O governo federal anunciou, nesta quinta-feira (3), um marco significativo para a gestão da previdência no país: a fila de espera por perícias médicas do Instituto Nacional do Seguro Social (INSS) foi oficialmente zerada ao longo do mês de agosto. O anúncio foi realizado no Palácio do Planalto pelo ministro da Previdência Social, Wolney Queiroz, com a presença do presidente Luiz Inácio Lula da Silva.
Estratégias para o fim da espera
A trajetória de redução da demanda reprimida foi gradual ao longo de 2026. Em fevereiro, o cenário era crítico, com cerca de 3,12 milhões de requerimentos pendentes.
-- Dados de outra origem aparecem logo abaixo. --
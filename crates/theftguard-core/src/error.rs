//! Core error types for theftguard-core.
//!
//! None of these are fatal to the engine itself: the protection state machine
//! resolves every condition to "protection remains active". They surface at the
//! edges, where configuration is loaded, trusted places are edited, or a
//! collaborator reports that a capability is missing.

use std::path::PathBuf;
use thiserror::Error;

/// Core error type for theftguard-core.
#[derive(Error, Debug)]
pub enum CoreError {
    /// Configuration-related errors
    #[error("Configuration error: {0}")]
    Config(#[from] ConfigError),

    /// Validation errors
    #[error("Validation error: {0}")]
    Validation(#[from] ValidationError),

    /// Platform collaborator errors
    #[error("Platform error: {0}")]
    Platform(#[from] PlatformError),

    /// IO errors
    #[error("IO error: {0}")]
    Io(#[from] std::io::Error),

    /// Serialization/deserialization errors
    #[error("JSON error: {0}")]
    Json(#[from] serde_json::Error),

    /// Generic errors with context
    #[error("{0}")]
    Custom(String),
}

/// Configuration-specific errors.
#[derive(Error, Debug)]
pub enum ConfigError {
    /// Failed to load configuration
    #[error("Failed to load configuration from {path}: {message}")]
    LoadFailed { path: PathBuf, message: String },

    /// Failed to save configuration
    #[error("Failed to save configuration to {path}: {message}")]
    SaveFailed { path: PathBuf, message: String },

    /// Invalid configuration value
    #[error("Invalid configuration value for '{key}': {message}")]
    InvalidValue { key: String, message: String },

    /// Unknown configuration key
    #[error("Unknown configuration key: {0}")]
    UnknownKey(String),

    /// Failed to parse configuration
    #[error("Failed to parse configuration: {0}")]
    ParseFailed(String),

    /// Could not determine the data directory
    #[error("Failed to access data directory: {0}")]
    DataDir(String),
}

/// Validation errors.
#[derive(Error, Debug, PartialEq)]
pub enum ValidationError {
    /// Sensitivity outside the supported range
    #[error("Sensitivity level {0} is outside 1.0..=5.0")]
    SensitivityOutOfRange(f64),

    /// Coordinates outside the WGS84 range
    #[error("Invalid coordinates: latitude {latitude}, longitude {longitude}")]
    InvalidCoordinates { latitude: f64, longitude: f64 },

    /// Blank label
    #[error("Label cannot be empty")]
    EmptyLabel,

    /// SSID that can never identify a network
    #[error("Not connected to a Wi-Fi network")]
    UnusableSsid,

    /// Out of bounds
    #[error("Index {index} out of bounds for {collection} (length: {len})")]
    OutOfBounds {
        collection: String,
        index: usize,
        len: usize,
    },
}

/// Errors reported by host-platform collaborators.
#[derive(Error, Debug, Clone, PartialEq)]
pub enum PlatformError {
    /// The lock capability is not active
    #[error("Lock actuator unavailable: {0}")]
    ActuatorUnavailable(String),
}

impl From<toml::de::Error> for ConfigError {
    fn from(err: toml::de::Error) -> Self {
        ConfigError::ParseFailed(err.to_string())
    }
}

/// Result type alias for CoreError
pub type Result<T, E = CoreError> = std::result::Result<T, E>;
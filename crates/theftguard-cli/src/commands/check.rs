//! One-shot trust and threshold queries against the stored configuration.

use clap::Args;
use theftguard_core::trust::{distance_meters, within_trusted_radius};
use theftguard_core::{
    compute_threshold, is_trusted, ConfigStore, EvaluationContext, GeoPoint, SensitivityLevel,
    SettingsStore, TrustedPlace, WifiState,
};

#[derive(Args)]
pub struct CheckArgs {
    /// Latitude of the current fix
    #[arg(long, requires = "lon", allow_negative_numbers = true)]
    lat: Option<f64>,
    /// Longitude of the current fix
    #[arg(long, requires = "lat", allow_negative_numbers = true)]
    lon: Option<f64>,
    /// SSID of the connected network
    #[arg(long)]
    ssid: Option<String>,
    /// Treat Wi-Fi as disabled even if an SSID is given
    #[arg(long)]
    wifi_off: bool,
    /// Output as JSON
    #[arg(long)]
    json: bool,
}

pub fn threshold(level: Option<f64>) -> Result<(), Box<dyn std::error::Error>> {
    let level = match level {
        Some(level) => SensitivityLevel::new(level)?,
        None => SettingsStore::open()?.config().sensitivity(),
    };
    println!("{}", compute_threshold(level));
    Ok(())
}

pub fn run(args: CheckArgs) -> Result<(), Box<dyn std::error::Error>> {
    let store = SettingsStore::open()?;
    let location = match (args.lat, args.lon) {
        (Some(lat), Some(lon)) => Some(GeoPoint::new(lat, lon)?),
        _ => None,
    };
    let context = EvaluationContext {
        location,
        wifi: WifiState::new(args.ssid.as_deref(), !args.wifi_off),
        places: store.trusted_places(),
    };
    let trusted = is_trusted(&context);
    let matched = matching_labels(&context);

    if args.json {
        let out = serde_json::json!({
            "trusted": trusted,
            "matched": matched,
        });
        println!("{}", serde_json::to_string_pretty(&out)?);
    } else if trusted {
        println!("trusted ({})", matched.join(", "));
    } else {
        println!("untrusted");
    }
    Ok(())
}

/// Labels of every place that vouches for the context.
fn matching_labels(context: &EvaluationContext) -> Vec<String> {
    context
        .places
        .iter()
        .filter(|place| match place {
            TrustedPlace::Location { point, .. } => context
                .location
                .is_some_and(|fix| within_trusted_radius(distance_meters(&fix, point))),
            TrustedPlace::Wifi { ssid, .. } => {
                context.wifi.enabled && context.wifi.ssid.as_deref() == Some(ssid.as_str())
            }
        })
        .map(|place| place.label().to_string())
        .collect()
}
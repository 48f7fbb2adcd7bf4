mod guardian;
mod machine;
mod service;

pub use guardian::Guardian;
pub use machine::{ProtectionMachine, ProtectionMode, ProtectionState};
pub use service::ProtectionService;
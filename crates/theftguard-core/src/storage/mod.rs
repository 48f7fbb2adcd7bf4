mod config;
mod settings;

pub use config::Config;
pub use settings::SettingsStore;

use std::path::PathBuf;

use crate::error::ConfigError;

/// Returns `~/.config/theftguard[-dev]/` based on THEFTGUARD_ENV.
///
/// Set THEFTGUARD_ENV=dev to use the development data directory, or
/// THEFTGUARD_CONFIG_DIR to point somewhere else entirely.
///
/// # Errors
/// Returns an error if creating the config directory fails.
pub fn data_dir() -> Result<PathBuf, ConfigError> {
    let dir = match std::env::var_os("THEFTGUARD_CONFIG_DIR") {
        Some(custom) => PathBuf::from(custom),
        None => {
            let base_dir = dirs::home_dir()
                .unwrap_or_else(|| PathBuf::from("."))
                .join(".config");

            let env = std::env::var("THEFTGUARD_ENV").unwrap_or_else(|_| "production".to_string());
            if env == "dev" {
                base_dir.join("theftguard-dev")
            } else {
                base_dir.join("theftguard")
            }
        }
    };

    std::fs::create_dir_all(&dir).map_err(|e| ConfigError::DataDir(format!("{}: {e}", dir.display())))?;
    Ok(dir)
}
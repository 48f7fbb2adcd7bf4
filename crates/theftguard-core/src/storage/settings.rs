//! File-backed [`ConfigStore`] with change notification.
//!
//! Every write replaces the whole config, persists it, and only then
//! announces which field changed. Listeners read the new value back from the
//! store rather than from the notification.

use std::path::{Path, PathBuf};
use std::sync::{Mutex, MutexGuard, PoisonError};
use std::time::Duration;

use tokio::sync::broadcast;

use super::config::Config;
use crate::error::Result;
use crate::places::{TrustedPlace, TrustedPlaceSet};
use crate::platform::{ConfigChange, ConfigStore};
use crate::threshold::SensitivityLevel;

const CHANGE_CAPACITY: usize = 16;

pub struct SettingsStore {
    config: Mutex<Config>,
    /// `None` keeps everything in memory.
    path: Option<PathBuf>,
    changes: broadcast::Sender<ConfigChange>,
}

impl SettingsStore {
    /// Open the store at the default location, creating defaults if needed.
    pub fn open() -> Result<Self> {
        Self::with_path(Config::default_path()?)
    }

    pub fn with_path(path: impl Into<PathBuf>) -> Result<Self> {
        let path = path.into();
        let config = Config::load_from(&path)?;
        Ok(Self::build(config, Some(path)))
    }

    pub fn in_memory(config: Config) -> Self {
        Self::build(config, None)
    }

    fn build(config: Config, path: Option<PathBuf>) -> Self {
        let (changes, _) = broadcast::channel(CHANGE_CAPACITY);
        Self {
            config: Mutex::new(config),
            path,
            changes,
        }
    }

    pub fn path(&self) -> Option<&Path> {
        self.path.as_deref()
    }

    pub fn config(&self) -> Config {
        self.lock().clone()
    }

    /// Set a value by dot-separated key and persist.
    pub fn set_value(&self, key: &str, value: &str) -> Result<()> {
        self.update(|cfg| Ok(cfg.set(key, value)?))?;
        match key {
            "sensitivity_level" => self.notify(ConfigChange::Sensitivity),
            "trusted_places" => self.notify(ConfigChange::TrustedPlaces),
            _ => {}
        }
        Ok(())
    }

    /// Restore defaults and persist.
    pub fn reset(&self) -> Result<()> {
        self.update(|cfg| {
            *cfg = Config::default();
            Ok(())
        })?;
        self.notify(ConfigChange::Sensitivity);
        self.notify(ConfigChange::TrustedPlaces);
        Ok(())
    }

    /// Append a place; returns its index.
    pub fn add_place(&self, place: TrustedPlace) -> Result<usize> {
        self.edit_places(|places| Ok(places.add(place)))
    }

    pub fn rename_place(&self, index: usize, label: &str) -> Result<()> {
        self.edit_places(|places| Ok(places.rename(index, label)?))
    }

    pub fn remove_place(&self, index: usize) -> Result<TrustedPlace> {
        self.edit_places(|places| Ok(places.remove(index)?))
    }

    fn edit_places<T>(&self, f: impl FnOnce(&mut TrustedPlaceSet) -> Result<T>) -> Result<T> {
        let out = self.update(|cfg| f(&mut cfg.trusted_places))?;
        self.notify(ConfigChange::TrustedPlaces);
        Ok(out)
    }

    /// Apply `f` to a copy, persist it, then swap it in. On any error the
    /// stored config is untouched.
    fn update<T>(&self, f: impl FnOnce(&mut Config) -> Result<T>) -> Result<T> {
        let mut guard = self.lock();
        let mut next = guard.clone();
        let out = f(&mut next)?;
        next.validate()?;
        if let Some(path) = &self.path {
            next.save_to(path)?;
        }
        *guard = next;
        Ok(out)
    }

    fn notify(&self, change: ConfigChange) {
        // No listeners while disarmed.
        let _ = self.changes.send(change);
    }

    fn lock(&self) -> MutexGuard<'_, Config> {
        self.config.lock().unwrap_or_else(PoisonError::into_inner)
    }
}

impl ConfigStore for SettingsStore {
    fn sensitivity(&self) -> f64 {
        self.lock().sensitivity_level
    }

    fn set_sensitivity(&self, level: f64) -> Result<()> {
        let level = SensitivityLevel::new(level)?;
        self.update(|cfg| {
            cfg.sensitivity_level = level.value();
            Ok(())
        })?;
        self.notify(ConfigChange::Sensitivity);
        Ok(())
    }

    fn trusted_places(&self) -> TrustedPlaceSet {
        self.lock().trusted_places.clone()
    }

    fn set_trusted_places(&self, places: TrustedPlaceSet) -> Result<()> {
        self.edit_places(|current| {
            *current = places;
            Ok(())
        })
    }

    fn location_interval(&self) -> Duration {
        Duration::from_secs(self.lock().location_interval_secs)
    }

    fn subscribe(&self) -> broadcast::Receiver<ConfigChange> {
        self.changes.subscribe()
    }
}

impl std::fmt::Debug for SettingsStore {
    fn fmt(&self, f: &mut std::fmt::Formatter<'_>) -> std::fmt::Result {
        f.debug_struct("SettingsStore")
            .field("path", &self.path)
            .finish_non_exhaustive()
    }
}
A virada de chave ocorreu em agosto, quando o volume de novos pedidos passou a ser absorvido pela capacidade operacional do instituto, eliminando o acúmulo histórico.
Segundo o Ministério da Previdência, o sucesso da operação deve-se a um conjunto de medidas administrativas e tecnológicas. Entre elas, destaca-se a nomeação de novos servidores aprovados em concurso público e a implementação de recursos de telemedicina em 865 agências espalhadas pelo território nacional. A ampliação da perícia médica documental, que dispensa o comparecimento presencial do segurado mediante a análise de laudos, também foi um fator determinante.
Gestão de fluxo e produtividade
Para otimizar o atendimento, o governo adotou uma política de mutirões aos finais de semana e a concessão de bônus por produtividade para servidores que superaram as metas de análise. O ministro Wolney Queiroz comparou a nova dinâmica a um fluxo comercial eficiente: “Deixou de existir uma fila para existir atendimento. Estamos com folga no atendimento por maior que seja a demanda”, afirmou.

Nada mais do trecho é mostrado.